This appears to be a straightforward conviction and sentencing.
In accordance with a plea agreement, Anzek pleaded guilty to burglary, criminal
use of a financial card, and two counts of theft. Because his criminal history score was A,
Anzek faced a presumptive prison sentence. But the State recommended a dispositional
departure to probation as part of the plea agreement. The court sentenced Anzek to 32
months in prison, but it granted the dispositional departure and placed him on probation
for 24 months. With Anzek's consent, the court, in January 2015, extended his probation
term for one year.
Then, in April 2015, the State asked the court to revoke Anzek's probation alleging
that he failed to report on several days, failed to make any payments on his court-ordered
costs, and used alcohol and drugs. Anzek stipulated to violating his probation and the
district court imposed a three-day "quick dip" jail sanction.
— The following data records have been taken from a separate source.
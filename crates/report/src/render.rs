//! Plain-text report download.

use crate::analysis::AnalysisResponse;
use chrono::{DateTime, TimeZone, Utc};
use h2site_geo::GeoPoint;
use serde::{Deserialize, Serialize};
use std::fmt::Write;

/// Where an analysis was run.
#[derive(Debug, Clone, PartialEq, Serialize, Deserialize)]
pub struct ReportLocation {
    /// Place name from geocoding, if known
    #[serde(default, skip_serializing_if = "Option::is_none")]
    pub name: Option<String>,
    pub coordinates: GeoPoint,
    pub radius_km: f64,
}

impl ReportLocation {
    /// The place name, or `lat, lon` when unnamed.
    pub fn label(&self) -> String {
        match self.name.as_deref().filter(|n| !n.is_empty()) {
            Some(name) => name.to_string(),
            None => format!(
                "{}, {}",
                self.coordinates.latitude, self.coordinates.longitude
            ),
        }
    }
}

/// Render the downloadable text report.
///
/// `generated_at` is printed in the caller's time zone, US-style
/// (`1/15/2025, 2:30:00 PM`).
pub fn render_report_text<Tz>(
    response: &AnalysisResponse,
    location: &ReportLocation,
    generated_at: &DateTime<Tz>,
) -> String
where
    Tz: TimeZone,
    Tz::Offset: std::fmt::Display,
{
    let mut out = String::new();
    // Writing to a String cannot fail.
    let _ = writeln!(out, "Hydrogen Site Analysis Report");
    let _ = writeln!(out, "Generated: {}", generated_at.format("%-m/%-d/%Y, %-I:%M:%S %p"));
    let _ = writeln!(out, "Location: {}", location.label());
    let _ = writeln!(out, "Radius: {} km", location.radius_km);
    let _ = writeln!(out);
    let _ = writeln!(out, "SCORES:");

    let scores = [
        ("Infrastructure", response.s_infra),
        ("Environmental", response.s_env),
        ("Economic", response.s_econ),
        ("Average", response.s_avg),
        ("Model Aggregate", response.s_xgboost_aggregate),
        ("User Preference", response.s_user_custom_pref),
    ];
    for (label, score) in scores {
        let _ = writeln!(out, "- {}: {:.1}%", label, score * 100.0);
    }

    let _ = writeln!(out);
    let _ = writeln!(out, "AI SUMMARY:");
    out.push_str(&response.ai_summary);

    out.trim().to_string()
}

/// File name for a report downloaded at `at`, e.g. `hydrogen-analysis-2025-01-15.txt`.
pub fn report_file_name(at: &DateTime<Utc>) -> String {
    format!("hydrogen-analysis-{}.txt", at.format("%Y-%m-%d"))
}

#[cfg(test)]
mod tests {
    use super::*;

    fn response() -> AnalysisResponse {
        AnalysisResponse {
            s_infra: 0.8123,
            s_env: 0.45,
            s_econ: 0.3,
            s_avg: 0.5208,
            s_xgboost_aggregate: 0.61,
            s_user_custom_pref: 0.59,
            ai_summary: "The site is promising.\n".to_string(),
        }
    }

    fn at() -> DateTime<Utc> {
        Utc.with_ymd_and_hms(2025, 1, 15, 14, 30, 5).unwrap()
    }

    #[test]
    fn test_render_named_location() {
        let location = ReportLocation {
            name: Some("Ahmedabad".to_string()),
            coordinates: GeoPoint::new(72.5714, 23.0225),
            radius_km: 25.0,
        };
        let text = render_report_text(&response(), &location, &at());

        let expected = "Hydrogen Site Analysis Report\n\
                        Generated: 1/15/2025, 2:30:05 PM\n\
                        Location: Ahmedabad\n\
                        Radius: 25 km\n\
                        \n\
                        SCORES:\n\
                        - Infrastructure: 81.2%\n\
                        - Environmental: 45.0%\n\
                        - Economic: 30.0%\n\
                        - Average: 52.1%\n\
                        - Model Aggregate: 61.0%\n\
                        - User Preference: 59.0%\n\
                        \n\
                        AI SUMMARY:\n\
                        The site is promising.";
        assert_eq!(text, expected);
    }

    #[test]
    fn test_unnamed_location_uses_lat_lon() {
        let location = ReportLocation {
            name: None,
            coordinates: GeoPoint::new(72.5714, 23.0225),
            radius_km: 10.0,
        };
        assert_eq!(location.label(), "23.0225, 72.5714");

        let text = render_report_text(&response(), &location, &at());
        assert!(text.contains("Location: 23.0225, 72.5714"));
        assert!(text.contains("Radius: 10 km"));
    }

    #[test]
    fn test_file_name() {
        assert_eq!(report_file_name(&at()), "hydrogen-analysis-2025-01-15.txt");
    }
}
Once again, this time in December 2015, the State sought to revoke Anzek's
probation, alleging that he violated the conditions of his probation by:
failing to attend a preemployment class or meet with his intensive
supervision officer as scheduled;
failing to attend therapy classes;
failing to pay court fines/fees since July 2015;
failing to report for drug and alcohol testing;
testing positive for using amphetamine, methamphetamine, and cocaine.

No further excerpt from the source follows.